Tuesday, January 27, 2009

Economics with Jack

Marginal Revolution recently posted a link to a debate on the pros and cons of a government stimulus package. DeLong argues that government spending, by using unemployed resources--that would be you and me--will create $150 of output for every $100 spent. Murphy says (and I agree) that DeLong is giving the government far too much credit: he assumes the politicians will be able to directly target the various underemployed/unemployed tech workers, small business entrepreneurs, and former bankers who are being shifted out of dying industries as the financial system reboots itself. He estimates the gain at $50 of value added for every $100 spent.

My take on the issue is that Congress is inherently wasteful. John McCain made his whole Senate career by pointing out how much pork is tucked into every piece of legislation--and let's not pretend that the non-pork spending went to the best firms for the job, either.

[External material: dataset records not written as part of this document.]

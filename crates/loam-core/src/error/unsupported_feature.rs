use super::Error;

/// Error when an operation is requested for a shape it cannot handle.
///
/// For example, a direct join condition cannot be built for a many-to-many
/// relation because the relation goes through a junction table.
#[derive(Debug)]
pub(super) struct UnsupportedFeature {
    message: Box<str>,
}

impl std::error::Error for UnsupportedFeature {}

impl core::fmt::Display for UnsupportedFeature {
    fn fmt(&self, f: &mut core::fmt::Formatter) -> core::fmt::Result {
        write!(f, "unsupported feature: {}", self.message)
    }
}

impl Error {
    /// Creates an unsupported feature error.
    pub fn unsupported_feature(message: impl Into<String>) -> Error {
        Error::from(super::ErrorKind::UnsupportedFeature(UnsupportedFeature {
            message: message.into().into(),
        }))
    }

    /// Returns `true` if this error is an unsupported feature error.
    pub fn is_unsupported_feature(&self) -> bool {
        matches!(self.kind(), super::ErrorKind::UnsupportedFeature(_))
    }
}
use super::{Field, Index, Relation};
use crate::{err, Error, Result};
use indexmap::IndexMap;
use serde::{Deserialize, Serialize};
use std::borrow::Cow;

/// The in-memory model of one entity type.
#[derive(Debug, Clone, PartialEq, Serialize, Deserialize)]
pub struct Schema {
    /// Model name, e.g. `User`.
    pub name: String,

    /// Table backing the model. Defaults to the pluralized, snake_case model
    /// name.
    pub table_name: String,

    /// Fields in declaration order.
    pub fields: Vec<Field>,

    /// Relations keyed by relation name.
    #[serde(default)]
    pub relations: IndexMap<String, Relation>,

    #[serde(default)]
    pub indexes: Vec<Index>,

    /// Field names forming a composite primary key. Empty when the model uses
    /// a single-field primary key.
    #[serde(default)]
    pub composite_key: Vec<String>,
}

impl Schema {
    pub fn new(name: impl Into<String>) -> Schema {
        let name = name.into();
        let table_name = std_util::str::model_name_to_table_name(&name);

        Schema {
            name,
            table_name,
            fields: vec![],
            relations: IndexMap::new(),
            indexes: vec![],
            composite_key: vec![],
        }
    }

    pub fn set_table_name(&mut self, table_name: impl Into<String>) -> &mut Schema {
        self.table_name = table_name.into();
        self
    }

    pub fn add_field(&mut self, field: Field) -> &mut Schema {
        self.fields.push(field);
        self
    }

    /// Adds a relation, replacing any existing relation with the same name.
    pub fn add_relation(&mut self, name: impl Into<String>, relation: Relation) -> &mut Schema {
        self.relations.insert(name.into(), relation);
        self
    }

    pub fn add_index(&mut self, index: Index) -> &mut Schema {
        self.indexes.push(index);
        self
    }

    pub fn set_composite_key<I>(&mut self, fields: I) -> &mut Schema
    where
        I: IntoIterator,
        I::Item: Into<String>,
    {
        self.composite_key = fields.into_iter().map(Into::into).collect();
        self
    }

    pub fn table_name(&self) -> &str {
        &self.table_name
    }

    /// Returns the field named `name`.
    pub fn field(&self, name: &str) -> Result<&Field> {
        self.fields
            .iter()
            .find(|field| field.name == name)
            .ok_or_else(|| Error::not_found("field", name))
    }

    /// Returns the single-field primary key.
    ///
    /// Models keyed by a composite key have no such field.
    pub fn primary_key(&self) -> Result<&Field> {
        self.fields
            .iter()
            .find(|field| field.primary_key)
            .ok_or_else(|| Error::not_found("primary key of model", &self.name))
    }

    pub fn relation(&self, name: &str) -> Result<&Relation> {
        self.relations
            .get(name)
            .ok_or_else(|| Error::not_found("relation", name))
    }

    pub fn has_relation(&self, name: &str) -> bool {
        self.relations.contains_key(name)
    }

    pub fn field_by_column_name(&self, column_name: &str) -> Result<&Field> {
        self.fields
            .iter()
            .find(|field| field.column_name() == column_name)
            .ok_or_else(|| Error::not_found("field with column name", column_name))
    }

    pub fn field_name_for_column(&self, column_name: &str) -> Result<&str> {
        Ok(&self.field_by_column_name(column_name)?.name)
    }

    pub fn column_name_for_field(&self, field_name: &str) -> Result<Cow<'_, str>> {
        Ok(self.field(field_name)?.column_name())
    }

    /// Validates the schema, reporting the first violation found.
    pub fn validate(&self) -> Result<()> {
        if self.name.is_empty() {
            return Err(Error::invalid_schema("schema name cannot be empty"));
        }

        if self.table_name.is_empty() {
            return Err(Error::invalid_schema("table name cannot be empty"));
        }

        if self.fields.is_empty() {
            return Err(Error::invalid_schema("schema must have at least one field"));
        }

        let has_composite_key = !self.composite_key.is_empty();
        let mut has_single_key = false;

        for field in self.fields.iter().filter(|field| field.primary_key) {
            if has_single_key {
                return Err(Error::invalid_schema(
                    "schema can only have one single-field primary key",
                ));
            }

            if has_composite_key {
                return Err(Error::invalid_schema(
                    "schema cannot have both single and composite primary keys",
                ));
            }

            if field.nullable {
                return Err(Error::invalid_schema(format!(
                    "primary key field {} cannot be nullable",
                    field.name
                )));
            }

            has_single_key = true;
        }

        for name in &self.composite_key {
            if self.field(name).is_err() {
                return Err(Error::invalid_schema(format!(
                    "composite key field {name} not found"
                )));
            }
        }

        if !has_single_key && !has_composite_key {
            return Err(Error::invalid_schema(
                "schema must have a primary key (single field or composite)",
            ));
        }

        Ok(())
    }

    /// Translates field names to column names, failing on any unknown field.
    pub fn map_field_names_to_columns<S: AsRef<str>>(&self, names: &[S]) -> Result<Vec<String>> {
        names
            .iter()
            .map(|name| {
                let name = name.as_ref();
                self.column_name_for_field(name)
                    .map(Cow::into_owned)
                    .map_err(|e| e.context(err!("failed to map field {name}")))
            })
            .collect()
    }

    /// Translates column names to field names, failing on any unknown column.
    pub fn map_column_names_to_fields<S: AsRef<str>>(&self, names: &[S]) -> Result<Vec<String>> {
        names
            .iter()
            .map(|name| {
                let name = name.as_ref();
                self.field_name_for_column(name)
                    .map(str::to_string)
                    .map_err(|e| e.context(err!("failed to map column {name}")))
            })
            .collect()
    }

    /// Re-keys a field-keyed value map by column name.
    pub fn map_schema_data_to_columns<V>(
        &self,
        data: IndexMap<String, V>,
    ) -> Result<IndexMap<String, V>> {
        let mut mapped = IndexMap::with_capacity(data.len());

        for (name, value) in data {
            let column = self
                .column_name_for_field(&name)
                .map_err(|e| e.context(err!("failed to map field {name}")))?;
            mapped.insert(column.into_owned(), value);
        }

        Ok(mapped)
    }

    /// Re-keys a column-keyed value map by field name.
    ///
    /// Columns that do not belong to the schema are kept under their column
    /// name, so results of ad-hoc queries pass through untouched.
    pub fn map_column_data_to_schema<V>(&self, data: IndexMap<String, V>) -> IndexMap<String, V> {
        data.into_iter()
            .map(|(column, value)| match self.field_name_for_column(&column) {
                Ok(name) => (name.to_string(), value),
                Err(_) => (column, value),
            })
            .collect()
    }
}
use indexmap::IndexMap;
use loam_core::{
    driver::TableInfo,
    err,
    schema::{Field, Index, Relation},
    Introspector, Migrator, Result, Schema,
};
use std_util::str::{camel_case, pascal_case, pluralize, singularize, snake_case};
use tracing::debug;

/// Derives a schema from one table's metadata.
///
/// Column names become camelCase field names. A field keeps an explicit
/// column mapping only when the naming convention cannot regenerate the
/// column name from the field name. The comparison ignores case, so a column
/// such as `USER_ID` gets no mapping and its field's column name reads back
/// lowercased as `user_id`. Tables with more than one primary key column get
/// a composite key.
pub fn schema_from_table(table: &TableInfo, migrator: &dyn Migrator) -> Schema {
    let mut schema = Schema::new(singularize(&pascal_case(&table.name)));
    schema.set_table_name(&table.name);

    let mut primary_key = vec![];

    for column in &table.columns {
        let ty = migrator.map_database_type(&column.ty);
        let mut field = Field::new(camel_case(&column.name), ty);
        field.nullable = column.nullable && !column.primary_key;
        field.primary_key = column.primary_key;
        field.auto_increment = column.auto_increment;
        field.unique = column.unique;
        field.default = column
            .default
            .as_ref()
            .map(|value| migrator.parse_default_value(value, field.ty));

        if !snake_case(&field.name).eq_ignore_ascii_case(&column.name) {
            field.map = Some(column.name.clone());
        }

        if column.primary_key {
            primary_key.push(field.name.clone());
        }

        schema.add_field(field);
    }

    if primary_key.len() > 1 {
        for field in &mut schema.fields {
            field.primary_key = false;
        }
        schema.set_composite_key(primary_key);
    }

    for index in &table.indexes {
        if migrator.is_primary_key_index(&index.name) {
            continue;
        }

        let fields = index.columns.iter().map(|column| camel_case(column));
        let mut dst = Index::new(&index.name, fields);
        dst.unique = index.unique;
        schema.add_index(dst);
    }

    schema
}

/// Derives schemas for every user table, inferring relations from foreign
/// keys.
///
/// Each foreign key yields a many-to-one relation on the owning model and a
/// one-to-many relation back from the referenced model. Foreign keys pointing
/// at tables that were not introspected are ignored. The result is sorted by
/// model name.
pub fn schemas_from_tables_with_relations(introspector: &dyn Introspector) -> Result<Vec<Schema>> {
    let migrator = introspector.migrator();

    let tables = introspector
        .tables()
        .map_err(|e| e.context(err!("failed to list tables")))?;

    let mut infos = IndexMap::new();
    let mut schemas = IndexMap::new();

    for table in tables {
        if introspector.is_system_table(&table) {
            debug!(table = %table, "skipping system table");
            continue;
        }

        let info = introspector
            .table_info(&table)
            .map_err(|e| e.context(err!("failed to get info for table {table}")))?;

        schemas.insert(table.clone(), schema_from_table(&info, migrator));
        infos.insert(table, info);
    }

    for (table, info) in &infos {
        for fk in &info.foreign_keys {
            let Some(target) = schemas.get(&fk.referenced_table) else {
                debug!(
                    table = %table,
                    column = %fk.column,
                    referenced_table = %fk.referenced_table,
                    "skipping foreign key to table that was not introspected"
                );
                continue;
            };
            let target_name = target.name.clone();

            let foreign_key = camel_case(&fk.column);
            let references = camel_case(&fk.referenced_column);

            let stem = fk.column.strip_suffix("_id").unwrap_or(&fk.column);
            let mut relation_name = camel_case(stem);
            if relation_name == foreign_key {
                relation_name = camel_case(&singularize(&fk.referenced_table));
            }

            let Some(owner) = schemas.get_mut(table) else {
                continue;
            };
            let owner_name = owner.name.clone();

            let mut relation = Relation::many_to_one(&target_name, &foreign_key, &references);
            relation.on_delete = fk.on_delete.clone();
            relation.on_update = fk.on_update.clone();
            owner.add_relation(relation_name, relation);

            if let Some(target) = schemas.get_mut(&fk.referenced_table) {
                target.add_relation(
                    pluralize(&owner_name.to_lowercase()),
                    Relation::one_to_many(&owner_name, &foreign_key, &references),
                );
            }
        }
    }

    let mut schemas: Vec<_> = schemas.into_values().collect();
    schemas.sort_by(|a, b| a.name.cmp(&b.name));
    Ok(schemas)
}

The stimulus, as a political issue, is going to happen anyways of course. Unlike Murphy, I don't see that as a bad thing.

The economy is shifting resources from construction, manufacturing, and high-level banking into whatever the next big growth industry will prove to be. Obama needs to invest in retraining these workers instead of building highways--to make an investment in human capital instead of plain capital. Pell grants need to go up, state and local debt needs to be assumed, and research and technology firms should get more money as well. Recapitalizing the bank system needs to happen as well, and that should be the focus of the short-term tactical debate. In the long run, though, we need to support the college-educated and experienced workers who are currently underusing their skills. An infusion of cash into sick industries, like autos and construction, is not going to benefit the intended stimulus targets in the long run--like Murphy says, can you imagine an unemployed investment banker working a jackhammer? Stop sending money to inefficient companies. Money spent reorienting the workforce and making full use of the university research system will eventually drive the recovery and prove itself the best option.

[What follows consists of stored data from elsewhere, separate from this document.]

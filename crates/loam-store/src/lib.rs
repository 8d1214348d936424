//! Keeps schema text files in sync with in-memory schemas.

mod config;
pub use config::PersistenceConfig;

mod persistence;
pub use persistence::SchemaPersistence;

Failing that, let's recognize that top-down intervention is possibly a bigger headache than it is ultimately worth. A corporation that can't earn more than a dollar back on a dollar spent has an obligation to return that money to its owners in the form of dividends--this from no less an authority than Warren Buffett--and there's no reason why government should be different. Tax cuts would put cash back into the private sector, and the arguments in favor can be seductive. On the other hand, that means we would be hoping that average citizens, who would almost certainly use the money for bills, interest, or saving, would gradually begin to start buying and investing once more (or so the logic goes). If we go through with the tax cuts, you would in fact see saving and investment balance out--because the sector shift will also balance out. It's much much better to concentrate on providing a safety net for workers than on public works. Trust me, I'm a poet.